(Exercise requirements): Go through the entries below and print, exactly, the lines starting at the one with "(woken early by" and ending at the one with "writer.flush().await", keeping both ends and no others.

[Stored items]
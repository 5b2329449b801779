//! Per-connection state and the outbound drain loop.
//!
//! Each accepted socket gets one [`Connection`], shared between exactly
//! two tasks: a read task (owned by the server layer) that feeds inbound
//! frames to the dispatcher, and a drain task ([`run_drain`]) that owns
//! the write half and empties the two outbound queues.
//!
//! The queues give server-initiated traffic priority over bulk chat:
//! every queued [`Priority::High`] payload is written before at most one
//! [`Priority::Low`] payload per loop iteration, so a burst of world
//! chat can never starve a kick notice, but low traffic still moves
//! while high traffic flows.

use std::collections::VecDeque;
use std::net::SocketAddr;
use std::sync::Mutex;
use std::time::{Duration, Instant};

use bytes::Bytes;
use tokio::io::{AsyncWrite, AsyncWriteExt};
use tokio::sync::Notify;
use tokio_util::sync::CancellationToken;

use chatforge_protocol::{PlayerId, frame};

use crate::{ConnectionError, ConnectionId};

/// How long the drain loop parks when both queues are empty. Enqueues
/// wake it early; the park only bounds the wait for state changes.
const DRAIN_PARK: Duration = Duration::from_millis(5);

/// Socket writes slower than this are logged; they mean the peer has
/// stopped reading or the network is in trouble.
const SLOW_SEND: Duration = Duration::from_secs(3);

/// Which outbound queue a payload joins.
#[derive(Debug, Clone, Copy, PartialEq, Eq)]
pub enum Priority {
    /// Command replies and server notices (kick, forbid, incoming chat).
    High,
    /// Bulk traffic that may wait behind notices.
    Low,
}

/// Connection lifecycle.
///
/// ```text
///            request_close()            queues drained
///   Open ──────────────────► WaitForClose ──────────► Closed
///     │                                                 ▲
///     └────────── force_close() / write error ──────────┘
/// ```
///
/// `WaitForClose` exists so a farewell reply can still flush: the drain
/// loop keeps writing until both queues are empty, then closes.
#[derive(Debug, Clone, Copy, PartialEq, Eq)]
pub enum ConnState {
    Open,
    WaitForClose,
    Closed,
}

impl std::fmt::Display for ConnState {
    fn fmt(&self, f: &mut std::fmt::Formatter<'_>) -> std::fmt::Result {
        let name = match self {
            ConnState::Open => "open",
            ConnState::WaitForClose => "wait-for-close",
            ConnState::Closed => "closed",
        };
        f.write_str(name)
    }
}

#[derive(Default)]
struct Queues {
    high: VecDeque<Bytes>,
    low: VecDeque<Bytes>,
}

/// One client connection.
///
/// All methods take `&self`; internal mutexes are held only for queue
/// and field access, never across an await.
pub struct Connection {
    id: ConnectionId,
    peer: SocketAddr,
    state: Mutex<ConnState>,
    queues: Mutex<Queues>,
    /// Wakes a parked drain loop after an enqueue or state change.
    wake: Notify,
    /// Cancelled exactly once, when the state reaches `Closed`; the read
    /// task selects on this to stop promptly instead of waiting for EOF.
    cancel: CancellationToken,
    last_activity: Mutex<Instant>,
    player: Mutex<Option<PlayerId>>,
}

impl Connection {
    pub fn new(peer: SocketAddr) -> Self {
        Connection {
            id: ConnectionId::next(),
            peer,
            state: Mutex::new(ConnState::Open),
            queues: Mutex::new(Queues::default()),
            wake: Notify::new(),
            cancel: CancellationToken::new(),
            last_activity: Mutex::new(Instant::now()),
            player: Mutex::new(None),
        }
    }

    pub fn id(&self) -> ConnectionId {
        self.id
    }

    pub fn peer(&self) -> SocketAddr {
        self.peer
    }

    pub fn state(&self) -> ConnState {
        *self.state.lock().unwrap()
    }

    pub fn is_closed(&self) -> bool {
        self.state() == ConnState::Closed
    }

    /// Queues `payload` for sending. Payloads enqueued after the
    /// connection closed are dropped.
    pub fn enqueue(&self, priority: Priority, payload: Bytes) {
        if self.is_closed() {
            tracing::trace!(id = %self.id, "dropping payload for closed connection");
            return;
        }
        {
            let mut queues = self.queues.lock().unwrap();
            match priority {
                Priority::High => queues.high.push_back(payload),
                Priority::Low => queues.low.push_back(payload),
            }
        }
        self.wake.notify_one();
    }

    pub(crate) fn pop_high(&self) -> Option<Bytes> {
        self.queues.lock().unwrap().high.pop_front()
    }

    pub(crate) fn pop_low(&self) -> Option<Bytes> {
        self.queues.lock().unwrap().low.pop_front()
    }

    /// Asks the drain loop to flush both queues and then close.
    pub fn request_close(&self) {
        {
            let mut state = self.state.lock().unwrap();
            if *state != ConnState::Open {
                return;
            }
            *state = ConnState::WaitForClose;
        }
        self.wake.notify_one();
    }

    /// Closes immediately; queued payloads are abandoned.
    pub fn force_close(&self) {
        {
            let mut state = self.state.lock().unwrap();
            if *state == ConnState::Closed {
                return;
            }
            *state = ConnState::Closed;
        }
        self.cancel.cancel();
        self.wake.notify_one();
    }

    /// Resolves once the connection reaches `Closed`.
    pub async fn closed(&self) {
        self.cancel.cancelled().await;
    }

    /// Refreshes the activity clock. Called for every inbound frame,
    /// heartbeats included.
    pub fn touch(&self) {
        *self.last_activity.lock().unwrap() = Instant::now();
    }

    /// True once the peer has been silent for longer than `timeout`.
    pub fn has_expired(&self, now: Instant, timeout: Duration) -> bool {
        let last = *self.last_activity.lock().unwrap();
        now.saturating_duration_since(last) > timeout
    }

    /// Binds the logged-in player, returning the previous binding.
    pub fn bind_player(&self, player_id: PlayerId) -> Option<PlayerId> {
        self.player.lock().unwrap().replace(player_id)
    }

    pub fn player(&self) -> Option<PlayerId> {
        self.player.lock().unwrap().clone()
    }

    /// Clears and returns the player binding; used during teardown.
    pub fn take_player(&self) -> Option<PlayerId> {
        self.player.lock().unwrap().take()
    }

    /// Backdates the activity clock so expiry paths can be tested
    /// without sleeping.
    #[cfg(test)]
    pub(crate) fn rewind_activity(&self, by: Duration) {
        let mut last = self.last_activity.lock().unwrap();
        *last = last.checked_sub(by).expect("system uptime shorter than rewind");
    }
}

// ---------------------------------------------------------------------------
// Drain loop
// ---------------------------------------------------------------------------

/// Runs the outbound side of one connection until it closes.
///
/// Per iteration: write every queued High payload, then at most one Low
/// payload. When nothing was written, an open connection parks briefly
/// (woken early by enqueues) and a `WaitForClose` connection completes
/// its close. Write errors force-close and surface to the caller.
pub async fn run_drain<W>(
    conn: std::sync::Arc<Connection>,
    mut writer: W,
) -> Result<(), ConnectionError>
where
    W: AsyncWrite + Unpin + Send,
{
    loop {
        let mut sent = false;

        while let Some(payload) = conn.pop_high() {
            write_frame(&conn, &mut writer, &payload).await?;
            sent = true;
        }
        if let Some(payload) = conn.pop_low() {
            write_frame(&conn, &mut writer, &payload).await?;
            sent = true;
        }

        if sent {
            if conn.is_closed() {
                break;
            }
            continue;
        }

        match conn.state() {
            ConnState::Closed => break,
            ConnState::WaitForClose => {
                tracing::debug!(id = %conn.id(), "queues drained, completing close");
                conn.force_close();
                break;
            }
            ConnState::Open => {
                tokio::select! {
                    _ = conn.wake.notified() => {}
                    _ = tokio::time::sleep(DRAIN_PARK) => {}
                }
            }
        }
    }

    let _ = writer.shutdown().await;
    Ok(())
}

async fn write_frame<W>(
    conn: &Connection,
    writer: &mut W,
    payload: &Bytes,
) -> Result<(), ConnectionError>
where
    W: AsyncWrite + Unpin + Send,
{
    let encoded = frame::encode_frame(payload);
    let started = Instant::now();
    let result = async {
        writer.write_all(&encoded).await?;
        writer.flush().await
    }
    .await;

    match result {
        Ok(()) => {
            let elapsed = started.elapsed();
            if elapsed > SLOW_SEND {
                tracing::warn!(
                    id = %conn.id(),
                    ?elapsed,
                    bytes = encoded.len(),
                    "slow send to client"
                );
            }
            Ok(())
        }
        Err(e) => {
            conn.force_close();
            Err(ConnectionError::SendFailed(e))
        }
    }
}

// =========================================================================
// Tests
// =========================================================================
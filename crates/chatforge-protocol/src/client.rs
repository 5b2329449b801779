//! Envelopes and command payloads spoken with game clients.
//!
//! Requests arrive as `{"CommandType": <int>, "Command": {...}}` and every
//! reply — command results and server-initiated notices alike — leaves as
//! `{"Code": <int>, "CommandType": <int>, "Data": <object|null>}`.
//!
//! The envelope keeps `CommandType` as a raw integer: an unknown value is
//! answered with [`Status::CommandTypeNotDefined`], which a typed field
//! could not express. The `Command` body stays a [`serde_json::Value`]
//! until the dispatcher knows which payload struct to decode it into;
//! field-level type mismatches surface there as decode errors and map to
//! [`Status::ClientDataError`].

use serde::{Deserialize, Serialize};

use crate::types::{ChannelType, PlayerId, Status};

/// One decoded client request envelope.
#[derive(Debug, Clone, Serialize, Deserialize)]
#[serde(rename_all = "PascalCase")]
pub struct ClientRequest {
    pub command_type: i32,
    #[serde(default)]
    pub command: serde_json::Value,
}

/// The reply envelope. Also used for server-initiated notices (incoming
/// chat, forbid, another-device), which reuse the command type they
/// relate to.
#[derive(Debug, Clone, Serialize, Deserialize)]
#[serde(rename_all = "PascalCase")]
pub struct ClientResponse {
    pub code: Status,
    pub command_type: i32,
    pub data: Option<serde_json::Value>,
}

impl ClientResponse {
    /// A success reply carrying `data`.
    pub fn ok(command_type: i32, data: Option<serde_json::Value>) -> Self {
        ClientResponse {
            code: Status::Success,
            command_type,
            data: data.filter(|v| !v.is_null()),
        }
    }

    /// A failure reply; failures never carry data.
    pub fn fail(command_type: i32, code: Status) -> Self {
        ClientResponse {
            code,
            command_type,
            data: None,
        }
    }
}

// ---------------------------------------------------------------------------
// Command payloads
// ---------------------------------------------------------------------------

/// Body of a `Login` command.
#[derive(Debug, Clone, Serialize, Deserialize)]
#[serde(rename_all = "PascalCase")]
pub struct LoginCommand {
    pub id: PlayerId,
    pub name: String,
    #[serde(default)]
    pub union_id: String,
    #[serde(default)]
    pub extra_msg: String,
    /// Hex digest proving the game server vouches for this login.
    pub sign: String,
    pub partner_id: i32,
    pub server_id: i32,
}

/// Body of an `UpdatePlayerInfo` command. Unchanged fields are sent
/// with their current values, not omitted.
#[derive(Debug, Clone, Serialize, Deserialize)]
#[serde(rename_all = "PascalCase")]
pub struct UpdatePlayerInfoCommand {
    pub name: String,
    #[serde(default)]
    pub union_id: String,
    #[serde(default)]
    pub extra_msg: String,
}

/// Body of a `SendMessage` command. `ToPlayerId` is only meaningful on
/// the private channel, where the empty string means "no target given".
#[derive(Debug, Clone, Serialize, Deserialize)]
#[serde(rename_all = "PascalCase")]
pub struct SendMessageCommand {
    pub channel_type: ChannelType,
    pub message: String,
    #[serde(default)]
    pub to_player_id: PlayerId,
}

// =========================================================================
// Tests
// =========================================================================
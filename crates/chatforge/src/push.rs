//! Turns coordinator pushes into local action: chat fan-out, broadcast
//! notices, and moderation orders.

use std::future::Future;
use std::sync::Arc;
use std::time::{Duration, UNIX_EPOCH};

use bytes::Bytes;
use chatforge_connection::{ConnectionRegistry, Priority};
use chatforge_directory::{Player, PlayerDirectory, Topology};
use chatforge_protocol::{
    CenterPush, ChatMessage, ClientResponse, CommandType, ForbidMessage, PushKind, PushMessage,
    SilentMessage, Status, union_is_empty,
};
use chatforge_uplink::PushHandler;
use serde_json::json;
use tracing::{debug, info, warn};

use crate::collab::WordFilter;
use crate::dispatch;
use crate::server;

// ---------------------------------------------------------------------------
// PushRouter
// ---------------------------------------------------------------------------

/// The [`PushHandler`] given to the uplink. Holds shared views of the
/// registry and directory so pushes act on sessions without going
/// through the command path.
pub(crate) struct PushRouter<W, T> {
    registry: Arc<ConnectionRegistry>,
    directory: Arc<PlayerDirectory>,
    topology: Arc<T>,
    words: Arc<W>,
    kick_delay: Duration,
}

impl<W: WordFilter, T: Topology> PushRouter<W, T> {
    pub(crate) fn new(
        registry: Arc<ConnectionRegistry>,
        directory: Arc<PlayerDirectory>,
        topology: Arc<T>,
        words: Arc<W>,
        kick_delay: Duration,
    ) -> Self {
        Self {
            registry,
            directory,
            topology,
            words,
            kick_delay,
        }
    }

    /// A chat message routed back by the coordinator, possibly one a
    /// client of this very process sent moments ago.
    fn deliver_chat(&self, push: &CenterPush) {
        let message: ChatMessage = match push.payload() {
            Ok(message) => message,
            Err(err) => {
                warn!(error = %err, "undecodable chat push");
                return;
            }
        };

        let recipients = self
            .directory
            .resolve_recipients(self.topology.as_ref(), &message);
        let data = match serde_json::to_value(&message) {
            Ok(data) => data,
            Err(err) => {
                warn!(error = %err, "chat notice failed to serialize");
                return;
            }
        };
        let notice = ClientResponse::ok(CommandType::SendMessage.into(), Some(data));

        let delivered = broadcast(&self.registry, &recipients, &notice);
        debug!(
            channel = %message.channel_type,
            recipients = recipients.len(),
            delivered,
            "chat message delivered"
        );
    }

    /// An operational broadcast from the backoffice.
    fn deliver_notice(&self, push: &CenterPush) {
        let message: PushMessage = match push.payload() {
            Ok(message) => message,
            Err(err) => {
                warn!(error = %err, "undecodable broadcast push");
                return;
            }
        };

        let targets = push_targets(&self.directory, &message);
        let notice = ClientResponse::ok(
            CommandType::SendMessage.into(),
            Some(json!({ "Message": message.message })),
        );

        let delivered = broadcast(&self.registry, &targets, &notice);
        info!(targets = targets.len(), delivered, "broadcast delivered");
    }

    /// Ban order: notify the session if it is live, give the notice a
    /// moment to flush, then disconnect and forget the player.
    async fn apply_forbid(&self, push: &CenterPush) {
        let order: ForbidMessage = match push.payload() {
            Ok(order) => order,
            Err(err) => {
                warn!(error = %err, "undecodable forbid push");
                return;
            }
        };

        let Some(record) = self.directory.get(&order.player_id) else {
            debug!(player = %order.player_id, "forbid for a player not online");
            return;
        };

        let conn = record.connection.and_then(|id| self.registry.get(id));
        let Some(conn) = conn else {
            // No live connection behind the record; just forget it.
            self.directory.unregister(&order.player_id);
            info!(player = %order.player_id, "forbidden player removed from directory");
            return;
        };

        info!(player = %order.player_id, conn = %conn.id(), "forbidding player");
        dispatch::respond(
            &conn,
            &ClientResponse::fail(CommandType::Login.into(), Status::PlayerIsForbidden),
        );
        tokio::time::sleep(self.kick_delay).await;
        server::disconnect_client(&self.registry, &self.directory, &conn);
    }

    /// Mute order. A deadline at or before now (or a negative one)
    /// lifts the mute; the session stays connected either way.
    fn apply_silence(&self, push: &CenterPush) {
        let order: SilentMessage = match push.payload() {
            Ok(order) => order,
            Err(err) => {
                warn!(error = %err, "undecodable silence push");
                return;
            }
        };

        let until = u64::try_from(order.silent_end_time)
            .ok()
            .map(|secs| UNIX_EPOCH + Duration::from_secs(secs));
        match self.directory.set_silence(&order.player_id, until) {
            Ok(()) => {
                info!(
                    player = %order.player_id,
                    until = order.silent_end_time,
                    "silence deadline updated"
                );
            }
            Err(err) => debug!(error = %err, "silence for a player not online"),
        }
    }

    async fn reload_words(&self) {
        match self.words.reload().await {
            Ok(()) => info!("forbidden word list reloaded"),
            Err(err) => warn!(error = %err, "forbidden word reload failed"),
        }
    }
}

impl<W: WordFilter, T: Topology> PushHandler for PushRouter<W, T> {
    fn handle(&self, push: CenterPush) -> impl Future<Output = ()> + Send {
        async move {
            match push.message_type {
                PushKind::ChatMessage => self.deliver_chat(&push),
                PushKind::PushMessage => self.deliver_notice(&push),
                PushKind::Forbid => self.apply_forbid(&push).await,
                PushKind::Silent => self.apply_silence(&push),
                PushKind::Reload => self.reload_words().await,
            }
        }
    }
}

// ---------------------------------------------------------------------------
// Delivery helpers
// ---------------------------------------------------------------------------

/// Serializes `notice` once and queues it on every recipient that still
/// has a live connection. Returns how many got it.
fn broadcast(
    registry: &ConnectionRegistry,
    recipients: &[Player],
    notice: &ClientResponse,
) -> usize {
    let payload = match serde_json::to_vec(notice) {
        Ok(json) => Bytes::from(json),
        Err(err) => {
            warn!(error = %err, "notice failed to serialize");
            return 0;
        }
    };

    let mut delivered = 0;
    for recipient in recipients {
        let Some(conn) = recipient.connection.and_then(|id| registry.get(id)) else {
            continue;
        };
        conn.enqueue(Priority::High, payload.clone());
        delivered += 1;
    }
    delivered
}

/// Resolves a broadcast to the local players it addresses. Exactly one
/// targeting mode applies: explicit ids win, then union within the
/// listed groups, then the group list itself (`"0"` meaning everyone).
pub(crate) fn push_targets(directory: &PlayerDirectory, message: &PushMessage) -> Vec<Player> {
    if !message.to_player_ids.is_empty() {
        return message
            .to_player_ids
            .iter()
            .filter_map(|id| directory.get(id))
            .collect();
    }

    if !union_is_empty(&message.to_union_id) {
        if message.targets_all_groups() {
            return directory
                .all_players()
                .into_iter()
                .filter(|p| p.union_id == message.to_union_id)
                .collect();
        }
        return message
            .group_ids()
            .into_iter()
            .flat_map(|group| directory.union_members(group, &message.to_union_id))
            .collect();
    }

    if message.targets_all_groups() {
        return directory.all_players();
    }

    message
        .group_ids()
        .into_iter()
        .flat_map(|group| directory.group_members(group))
        .collect()
}

// =========================================================================
// Tests
// =========================================================================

(Task response):
/// (woken early by enqueues) and a `WaitForClose` connection completes
/// its close. Write errors force-close and surface to the caller.
pub async fn run_drain<W>(
    conn: std::sync::Arc<Connection>,
    mut writer: W,
) -> Result<(), ConnectionError>
where
    W: AsyncWrite + Unpin + Send,
{
    loop {
        let mut sent = false;

        while let Some(payload) = conn.pop_high() {
            write_frame(&conn, &mut writer, &payload).await?;
            sent = true;
        }
        if let Some(payload) = conn.pop_low() {
            write_frame(&conn, &mut writer, &payload).await?;
            sent = true;
        }

        if sent {
            if conn.is_closed() {
                break;
            }
            continue;
        }

        match conn.state() {
            ConnState::Closed => break,
            ConnState::WaitForClose => {
                tracing::debug!(id = %conn.id(), "queues drained, completing close");
                conn.force_close();
                break;
            }
            ConnState::Open => {
                tokio::select! {
                    _ = conn.wake.notified() => {}
                    _ = tokio::time::sleep(DRAIN_PARK) => {}
                }
            }
        }
    }

    let _ = writer.shutdown().await;
    Ok(())
}

async fn write_frame<W>(
    conn: &Connection,
    writer: &mut W,
    payload: &Bytes,
) -> Result<(), ConnectionError>
where
    W: AsyncWrite + Unpin + Send,
{
    let encoded = frame::encode_frame(payload);
    let started = Instant::now();
    let result = async {
        writer.write_all(&encoded).await?;
        writer.flush().await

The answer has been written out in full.